Favorite Fictional Characters, #29: The Old Man With The Ladder


One of my absolute favorite children's books, both as a boy myself and as a parent reading to my own kids, is Tikki Tikki Tembo. It's gorgeously illustrated, with an exotic, ethereal quality. The brothers, though apparently from long ago in medieval China, are universally recognizable in their nuanced relationship of love and rivalry. I think my adoration for this story originated with the younger brother, Chang. As a second son myself, I was able to identify with his struggle to compete with his older sibling for parental notice and affection, indeed for identity at all. His name has five letters, while his brother's has fifty. As if this wasn't commentary enough, the honored brother's name means "the most wonderful thing in the whole wide world" while Chang's means "little or nothing". Ouch. In the end, however, Chang's heroic persistence carries the day.

But even as a youngster, I was drawn to the character of the Old Man With The Ladder. I was never sure - I remain unsure to this day - whether he's an old guy who happens to have a ladder, or if, as the use of capitals suggests, he fills an ordained role in this mountainside community. Where children regularly seem to fall into the deep well, it may be that Old Man With The Ladder is a sinecure, a job similar to the Hog Reeve or Beadle in Middle Ages European villages. Even in modern New England towns we see vestiges of these roles, with elected posts of Fence Viewer and the wonderfully evocative Measurer of Wood and Bark. He clearly seems still robust despite his age, capable of running with a long ladder, fetching up children from the well, and performing adept CPR. I've concluded that The Old Man With The Ladder is an honored post, maybe set aside as a comfortable yet relevant retirement for a well-regarded elder, perhaps a war veteran.
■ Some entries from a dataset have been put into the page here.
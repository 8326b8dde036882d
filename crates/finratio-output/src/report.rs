//! Analysis reports.

use crate::chart::{ChartLabels, ratio_series, render_terminal_chart};
use crate::text::{render_line_items, render_ratios};
use chrono::{DateTime, Utc};
use finratio_data::{LineItemTable, Period};
use finratio_ratios::{Ratio, RatioTable};
use serde::{Deserialize, Serialize};
use thiserror::Error;

/// Errors that can occur during report generation.
#[derive(Debug, Error)]
pub enum ReportError {
    /// Serialization error.
    #[error("Serialization error: {0}")]
    Serialization(#[from] serde_json::Error),
}

/// Everything produced for one company.
#[derive(Debug, Clone, Serialize, Deserialize)]
pub struct AnalysisReport {
    /// Ticker symbol, uppercase.
    pub symbol: String,

    /// Report generation timestamp.
    pub generated_at: DateTime<Utc>,

    /// Periods covered by the ratio table, most recent first.
    pub periods: Vec<Period>,

    /// Income statement restricted to the analysed periods.
    pub income: LineItemTable,

    /// Balance sheet restricted to the analysed periods.
    pub balance_sheet: LineItemTable,

    /// Cash flow statement restricted to the analysed periods.
    pub cash_flow: LineItemTable,

    /// Derived ratios.
    pub ratios: RatioTable,
}

impl AnalysisReport {
    /// Create a report stamped with the current time.
    pub fn new(
        symbol: impl Into<String>,
        income: LineItemTable,
        balance_sheet: LineItemTable,
        cash_flow: LineItemTable,
        ratios: RatioTable,
    ) -> Self {
        Self {
            symbol: symbol.into(),
            generated_at: Utc::now(),
            periods: ratios.periods().to_vec(),
            income,
            balance_sheet,
            cash_flow,
            ratios,
        }
    }

    /// Convert report to JSON string.
    pub fn to_json(&self) -> Result<String, ReportError> {
        Ok(serde_json::to_string_pretty(self)?)
    }

    /// Text rendering: the three statements, the ratio table and, optionally,
    /// one chart per ratio.
    pub fn to_text(&self, charts: bool) -> String {
        let mut output = format!("\nFinancial analysis: {}\n", self.symbol);
        for table in [&self.income, &self.balance_sheet, &self.cash_flow] {
            output.push_str(&render_line_items(table));
        }
        output.push_str(&render_ratios(&self.ratios));

        if charts {
            output.push_str("\nTrends over Time\n");
            for ratio in Ratio::ALL {
                output.push_str(&render_terminal_chart(
                    &ChartLabels::for_ratio(ratio, &self.symbol),
                    &ratio_series(&self.ratios, ratio),
                ));
            }
        }
        output
    }
}
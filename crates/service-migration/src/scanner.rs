// Copyright 2025 Semiotic AI, Inc.
// SPDX-License-Identifier: Apache-2.0

use std::num::NonZeroU64;

use alloy::{
    dyn_abi::{DecodedEvent, DynSolValue, EventExt},
    json_abi::Event,
    primitives::{Address, B256},
    rpc::types::{Filter, Log},
};
use registry_contracts::SERVICE_NAME_PARAM;

use crate::{checkpoint::CheckpointEntry, error::MigrationError};

/// Splits `[from, to]` into consecutive inclusive ranges of at most `chunk` blocks.
///
/// Without a chunk size the whole range is one query. An empty range yields nothing.
pub fn block_ranges(from: u64, to: u64, chunk: Option<NonZeroU64>) -> Vec<(u64, u64)> {
    if from > to {
        return Vec::new();
    }

    let Some(chunk) = chunk else {
        return vec![(from, to)];
    };

    let mut ranges = Vec::new();
    let mut start = from;
    loop {
        let end = start.saturating_add(chunk.get() - 1).min(to);
        ranges.push((start, end));
        if end == to {
            break;
        }
        start = end + 1;
    }
    ranges
}

/// `eth_getLogs` filter for `event` emitted by `address` within `[from, to]`.
pub fn service_registered_filter(address: Address, event: &Event, from: u64, to: u64) -> Filter {
    Filter::new()
        .address(address)
        .event_signature(event.selector())
        .from_block(from)
        .to_block(to)
}

/// Decodes a `ServiceRegistered` log through the legacy ABI's event definition.
pub fn decode_service_registered(
    event: &Event,
    log: &Log,
) -> Result<CheckpointEntry, MigrationError> {
    let decoded = event.decode_log(log.data())?;
    let service_name = service_name(event, decoded).ok_or(MigrationError::EventServiceNameMissing)?;

    let block_number = log
        .block_number
        .ok_or(MigrationError::LogBlockNumberMissing { service_name })?;

    Ok(CheckpointEntry {
        block_number,
        service_name,
    })
}

/// Picks the `_name` input, or the first `bytes32` input if the ABI names it differently.
fn service_name(event: &Event, decoded: DecodedEvent) -> Option<B256> {
    let mut indexed = decoded.indexed.into_iter();
    let mut body = decoded.body.into_iter();

    // inputs are split between topics and data, in declaration order within each
    let values: Vec<(&str, DynSolValue)> = event
        .inputs
        .iter()
        .filter_map(|input| {
            let value = if input.indexed {
                indexed.next()
            } else {
                body.next()
            }?;
            Some((input.name.as_str(), value))
        })
        .collect();

    let as_word = |value: &DynSolValue| match value {
        DynSolValue::FixedBytes(word, 32) => Some(*word),
        _ => None,
    };

    values
        .iter()
        .find(|(name, _)| *name == SERVICE_NAME_PARAM)
        .and_then(|(_, value)| as_word(value))
        .or_else(|| values.iter().find_map(|(_, value)| as_word(value)))
}
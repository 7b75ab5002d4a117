// Copyright 2025 Semiotic AI, Inc.
// SPDX-License-Identifier: Apache-2.0

use std::{mem, num::NonZeroUsize};

use alloy::primitives::{Address, B256};

use crate::registry::Registration;

/// Names and registrations sent together in one `registerServices` call.
#[derive(Clone, Debug, Default, PartialEq, Eq)]
pub struct Batch {
    /// Service names, parallel to `services`.
    pub names: Vec<B256>,
    /// Registrations to store under `names`.
    pub services: Vec<Registration>,
}

impl Batch {
    /// Number of entries.
    pub fn len(&self) -> usize {
        self.names.len()
    }

    /// Whether the batch holds no entries.
    pub fn is_empty(&self) -> bool {
        self.names.is_empty()
    }

    /// Destinations in entry order.
    pub fn destinations(&self) -> Vec<Address> {
        self.services
            .iter()
            .map(|service| service.destination)
            .collect()
    }

    fn push(&mut self, name: B256, registration: Registration) {
        self.names.push(name);
        self.services.push(registration);
    }
}

/// Accumulates entries and hands back a [`Batch`] each time `capacity` is reached.
#[derive(Debug)]
pub struct BatchBuilder {
    capacity: NonZeroUsize,
    pending: Batch,
}

impl BatchBuilder {
    /// Creates an empty builder.
    pub fn new(capacity: NonZeroUsize) -> Self {
        Self {
            capacity,
            pending: Batch::default(),
        }
    }

    /// Adds an entry. Returns the full batch once it holds `capacity` entries.
    pub fn push(&mut self, name: B256, registration: Registration) -> Option<Batch> {
        self.pending.push(name, registration);
        (self.pending.len() >= self.capacity.get()).then(|| mem::take(&mut self.pending))
    }

    /// Returns whatever is left, if anything.
    pub fn finish(self) -> Option<Batch> {
        (!self.pending.is_empty()).then_some(self.pending)
    }
}

#[cfg(test)]
mod tests {
    use alloy::primitives::keccak256;

    use super::*;

    fn registration(byte: u8) -> Registration {
        Registration {
            destination: Address::repeat_byte(byte),
            owner: Address::repeat_byte(byte.wrapping_add(1)),
            spec: String::new(),
        }
    }

    fn capacity(size: usize) -> NonZeroUsize {
        NonZeroUsize::new(size).unwrap()
    }

    #[test]
    fn test_batch_is_returned_when_full() {
        let mut builder = BatchBuilder::new(capacity(2));

        assert_eq!(builder.push(keccak256("a"), registration(1)), None);

        let batch = builder.push(keccak256("b"), registration(2)).unwrap();

        assert_eq!(batch.names, vec![keccak256("a"), keccak256("b")]);
        assert_eq!(
            batch.destinations(),
            vec![Address::repeat_byte(1), Address::repeat_byte(2)]
        );
    }

    #[test]
    fn test_builder_starts_over_after_full_batch() {
        let mut builder = BatchBuilder::new(capacity(2));
        builder.push(keccak256("a"), registration(1));
        builder.push(keccak256("b"), registration(2));

        assert_eq!(builder.push(keccak256("c"), registration(3)), None);

        let rest = builder.finish().unwrap();
        assert_eq!(rest.names, vec![keccak256("c")]);
    }

    #[test]
    fn test_finish_is_empty_on_exact_multiple() {
        let mut builder = BatchBuilder::new(capacity(2));
        builder.push(keccak256("a"), registration(1));
        builder.push(keccak256("b"), registration(2));

        assert_eq!(builder.finish(), None);
    }

    #[test]
    fn test_capacity_of_one_flushes_every_entry() {
        let mut builder = BatchBuilder::new(capacity(1));

        for label in ["a", "b", "c"] {
            let batch = builder.push(keccak256(label), registration(0)).unwrap();
            assert_eq!(batch.len(), 1);
        }
        assert_eq!(builder.finish(), None);
    }
}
That said, my favorite page in this book occurs when Chang comes seeking the Old Man's aid for his long-named brother. Chang happens to find the Old Man daydreaming, which I imagine isn't uncommon when you spend the bulk of your time sitting under a tree in the warm sun, sniffing flowers and watching butterflies. Awoken by Chang, the Old Man is grumpy, because he was dreaming of his youth, a time of "glittering gateways and jeweled blossoms". It's a surprisingly layered piece of characterization for an otherwise fairly straightforward children's fable, and a deft piece of writing. There's more to the Old Man than we will ever know, a story of his own only hinted at. In one of the more poignant lines in all literature, he says, wistfully, "If I close my eyes, perhaps I will return." He knows it's not true. He knows his youth is only a memory, a dream, and he sets the dreaming aside to go and save a child. The older I get, the less I'm Chang and the more I'm The Old Man With The Ladder, looking back on glittering gateways and jeweled blossoms, never to be known again.

Plus, he has an awesome beard.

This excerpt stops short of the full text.